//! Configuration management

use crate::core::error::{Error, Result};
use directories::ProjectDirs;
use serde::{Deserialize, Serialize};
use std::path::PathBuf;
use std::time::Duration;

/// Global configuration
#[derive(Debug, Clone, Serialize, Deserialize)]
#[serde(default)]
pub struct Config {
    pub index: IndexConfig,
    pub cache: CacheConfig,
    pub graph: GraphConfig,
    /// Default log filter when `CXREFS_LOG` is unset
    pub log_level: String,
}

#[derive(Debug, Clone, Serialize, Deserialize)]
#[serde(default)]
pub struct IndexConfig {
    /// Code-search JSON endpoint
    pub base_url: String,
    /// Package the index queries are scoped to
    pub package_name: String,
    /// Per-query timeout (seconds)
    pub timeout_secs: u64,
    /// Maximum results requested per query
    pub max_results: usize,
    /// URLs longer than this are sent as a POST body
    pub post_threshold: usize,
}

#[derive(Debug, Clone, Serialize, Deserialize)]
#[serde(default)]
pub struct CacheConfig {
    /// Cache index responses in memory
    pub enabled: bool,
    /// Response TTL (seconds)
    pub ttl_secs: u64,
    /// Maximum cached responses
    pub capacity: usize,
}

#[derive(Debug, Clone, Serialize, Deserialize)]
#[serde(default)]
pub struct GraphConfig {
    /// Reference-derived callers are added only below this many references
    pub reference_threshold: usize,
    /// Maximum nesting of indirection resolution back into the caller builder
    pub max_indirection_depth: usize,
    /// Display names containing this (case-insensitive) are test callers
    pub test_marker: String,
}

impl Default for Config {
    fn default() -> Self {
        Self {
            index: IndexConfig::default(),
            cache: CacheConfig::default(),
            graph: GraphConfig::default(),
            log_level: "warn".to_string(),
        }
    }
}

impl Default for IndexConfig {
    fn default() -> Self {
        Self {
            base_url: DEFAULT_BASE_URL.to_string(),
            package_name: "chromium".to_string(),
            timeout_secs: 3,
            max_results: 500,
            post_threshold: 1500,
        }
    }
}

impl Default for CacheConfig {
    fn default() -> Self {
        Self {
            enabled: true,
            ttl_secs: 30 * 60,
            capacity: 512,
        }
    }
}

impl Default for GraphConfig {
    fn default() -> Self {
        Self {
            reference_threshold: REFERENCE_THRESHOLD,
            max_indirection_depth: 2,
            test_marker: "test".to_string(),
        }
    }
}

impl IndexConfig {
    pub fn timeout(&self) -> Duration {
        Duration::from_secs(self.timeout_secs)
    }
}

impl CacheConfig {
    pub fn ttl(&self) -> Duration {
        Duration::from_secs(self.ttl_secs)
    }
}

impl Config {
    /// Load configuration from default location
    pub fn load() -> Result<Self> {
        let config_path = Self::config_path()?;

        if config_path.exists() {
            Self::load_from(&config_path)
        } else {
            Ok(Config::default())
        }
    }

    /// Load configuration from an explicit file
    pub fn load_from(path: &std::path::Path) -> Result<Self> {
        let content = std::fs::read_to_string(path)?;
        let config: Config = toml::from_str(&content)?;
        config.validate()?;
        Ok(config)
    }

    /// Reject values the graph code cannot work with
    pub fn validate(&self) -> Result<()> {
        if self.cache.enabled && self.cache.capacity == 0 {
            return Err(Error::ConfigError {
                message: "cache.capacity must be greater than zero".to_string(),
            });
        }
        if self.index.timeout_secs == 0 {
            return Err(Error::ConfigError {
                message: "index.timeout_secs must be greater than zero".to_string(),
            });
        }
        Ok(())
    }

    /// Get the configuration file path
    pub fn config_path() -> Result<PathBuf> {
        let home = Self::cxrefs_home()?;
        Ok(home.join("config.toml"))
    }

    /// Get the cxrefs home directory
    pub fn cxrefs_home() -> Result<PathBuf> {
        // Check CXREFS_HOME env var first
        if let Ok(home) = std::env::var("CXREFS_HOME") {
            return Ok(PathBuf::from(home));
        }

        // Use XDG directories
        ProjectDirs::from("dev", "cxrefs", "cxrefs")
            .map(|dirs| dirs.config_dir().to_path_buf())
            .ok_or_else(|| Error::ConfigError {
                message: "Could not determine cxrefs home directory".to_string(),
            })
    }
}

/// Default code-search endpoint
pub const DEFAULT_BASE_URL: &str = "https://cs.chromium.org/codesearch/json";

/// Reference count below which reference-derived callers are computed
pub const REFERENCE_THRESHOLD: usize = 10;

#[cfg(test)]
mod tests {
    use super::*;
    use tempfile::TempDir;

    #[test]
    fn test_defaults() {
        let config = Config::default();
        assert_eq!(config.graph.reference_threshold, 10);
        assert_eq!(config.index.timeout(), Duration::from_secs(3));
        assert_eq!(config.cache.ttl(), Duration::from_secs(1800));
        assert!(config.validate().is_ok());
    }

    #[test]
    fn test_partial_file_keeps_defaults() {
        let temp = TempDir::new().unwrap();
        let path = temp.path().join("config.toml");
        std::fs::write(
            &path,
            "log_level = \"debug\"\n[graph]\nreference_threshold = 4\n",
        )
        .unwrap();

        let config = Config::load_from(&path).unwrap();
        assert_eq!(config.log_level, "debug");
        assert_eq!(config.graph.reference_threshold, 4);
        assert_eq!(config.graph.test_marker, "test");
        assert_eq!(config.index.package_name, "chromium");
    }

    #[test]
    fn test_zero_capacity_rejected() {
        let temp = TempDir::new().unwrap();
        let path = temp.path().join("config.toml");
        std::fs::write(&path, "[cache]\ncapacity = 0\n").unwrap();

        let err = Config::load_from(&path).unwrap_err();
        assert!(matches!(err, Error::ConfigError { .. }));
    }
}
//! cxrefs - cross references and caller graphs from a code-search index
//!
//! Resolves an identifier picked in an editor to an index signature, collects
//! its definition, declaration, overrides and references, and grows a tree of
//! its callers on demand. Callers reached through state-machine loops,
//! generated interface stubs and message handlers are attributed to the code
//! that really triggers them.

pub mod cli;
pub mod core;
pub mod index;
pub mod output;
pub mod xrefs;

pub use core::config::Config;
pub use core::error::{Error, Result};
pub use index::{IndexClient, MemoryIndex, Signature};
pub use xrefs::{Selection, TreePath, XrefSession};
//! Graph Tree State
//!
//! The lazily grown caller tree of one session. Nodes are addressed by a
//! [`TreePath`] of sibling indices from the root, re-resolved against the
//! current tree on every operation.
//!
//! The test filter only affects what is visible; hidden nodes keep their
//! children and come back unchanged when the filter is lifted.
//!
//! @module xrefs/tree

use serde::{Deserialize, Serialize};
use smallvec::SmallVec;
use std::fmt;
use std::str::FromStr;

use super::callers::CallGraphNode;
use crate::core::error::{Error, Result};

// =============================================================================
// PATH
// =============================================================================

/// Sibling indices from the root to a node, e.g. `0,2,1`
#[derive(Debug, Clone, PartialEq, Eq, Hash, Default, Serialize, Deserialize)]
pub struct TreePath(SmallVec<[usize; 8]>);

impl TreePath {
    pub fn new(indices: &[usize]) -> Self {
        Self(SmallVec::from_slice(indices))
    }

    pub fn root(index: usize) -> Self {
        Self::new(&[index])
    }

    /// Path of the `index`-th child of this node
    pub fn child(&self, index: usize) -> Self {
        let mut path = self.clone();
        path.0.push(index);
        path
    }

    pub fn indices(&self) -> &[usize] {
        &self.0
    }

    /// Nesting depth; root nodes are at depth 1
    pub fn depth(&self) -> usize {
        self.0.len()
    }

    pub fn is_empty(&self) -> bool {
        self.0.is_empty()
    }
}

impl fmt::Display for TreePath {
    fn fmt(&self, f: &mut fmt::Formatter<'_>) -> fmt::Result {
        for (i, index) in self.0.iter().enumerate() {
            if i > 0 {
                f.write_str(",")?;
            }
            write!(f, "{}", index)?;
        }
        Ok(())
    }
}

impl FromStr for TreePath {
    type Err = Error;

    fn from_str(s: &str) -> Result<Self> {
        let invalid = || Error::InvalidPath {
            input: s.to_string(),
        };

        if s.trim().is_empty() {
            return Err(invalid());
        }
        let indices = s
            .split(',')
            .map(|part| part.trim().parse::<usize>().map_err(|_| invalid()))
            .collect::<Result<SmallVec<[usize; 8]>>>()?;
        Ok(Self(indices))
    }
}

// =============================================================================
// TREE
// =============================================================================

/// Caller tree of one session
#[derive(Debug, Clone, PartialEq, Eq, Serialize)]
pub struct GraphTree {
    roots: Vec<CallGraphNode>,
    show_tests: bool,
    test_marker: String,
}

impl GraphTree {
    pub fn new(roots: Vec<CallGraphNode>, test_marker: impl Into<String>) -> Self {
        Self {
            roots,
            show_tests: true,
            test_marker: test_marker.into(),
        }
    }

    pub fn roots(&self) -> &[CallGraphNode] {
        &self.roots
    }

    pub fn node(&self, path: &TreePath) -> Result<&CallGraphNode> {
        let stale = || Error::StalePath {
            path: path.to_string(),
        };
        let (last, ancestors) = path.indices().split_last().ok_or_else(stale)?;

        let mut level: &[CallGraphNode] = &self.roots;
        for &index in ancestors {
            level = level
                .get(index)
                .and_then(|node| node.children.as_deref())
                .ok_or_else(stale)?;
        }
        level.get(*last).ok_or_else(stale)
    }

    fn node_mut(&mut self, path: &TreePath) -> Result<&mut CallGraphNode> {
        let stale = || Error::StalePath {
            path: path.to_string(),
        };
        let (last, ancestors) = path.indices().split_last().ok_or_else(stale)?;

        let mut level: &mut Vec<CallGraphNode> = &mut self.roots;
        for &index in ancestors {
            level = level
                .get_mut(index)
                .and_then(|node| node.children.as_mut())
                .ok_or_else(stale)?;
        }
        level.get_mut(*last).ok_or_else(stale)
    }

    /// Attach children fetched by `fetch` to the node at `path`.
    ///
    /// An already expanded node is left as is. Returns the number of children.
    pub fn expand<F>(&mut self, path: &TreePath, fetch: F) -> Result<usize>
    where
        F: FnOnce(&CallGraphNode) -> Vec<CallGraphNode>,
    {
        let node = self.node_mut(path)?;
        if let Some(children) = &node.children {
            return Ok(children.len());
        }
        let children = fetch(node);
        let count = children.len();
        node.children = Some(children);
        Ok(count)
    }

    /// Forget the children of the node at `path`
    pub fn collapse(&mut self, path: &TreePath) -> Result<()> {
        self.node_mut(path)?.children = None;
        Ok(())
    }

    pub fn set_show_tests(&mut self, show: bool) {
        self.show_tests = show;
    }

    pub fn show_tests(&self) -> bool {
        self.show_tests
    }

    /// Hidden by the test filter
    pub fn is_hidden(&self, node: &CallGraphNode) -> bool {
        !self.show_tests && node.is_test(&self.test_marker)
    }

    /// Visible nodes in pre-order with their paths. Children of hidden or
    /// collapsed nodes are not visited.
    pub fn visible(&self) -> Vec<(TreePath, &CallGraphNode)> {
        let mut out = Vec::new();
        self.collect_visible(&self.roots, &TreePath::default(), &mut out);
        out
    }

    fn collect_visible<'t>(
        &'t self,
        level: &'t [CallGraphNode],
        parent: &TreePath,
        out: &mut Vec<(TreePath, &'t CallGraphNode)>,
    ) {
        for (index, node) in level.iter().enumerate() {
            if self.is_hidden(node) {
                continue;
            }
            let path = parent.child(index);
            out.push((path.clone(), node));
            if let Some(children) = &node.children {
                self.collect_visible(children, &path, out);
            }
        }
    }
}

----------

• Try it:
Search the data for the string "message" and copy out every line where it is found.

• Response to the task:
                message: "cache.capacity must be greater than zero".to_string(),
                message: "index.timeout_secs must be greater than zero".to_string(),
                message: "Could not determine cxrefs home directory".to_string(),
//! generated interface stubs and message handlers are attributed to the code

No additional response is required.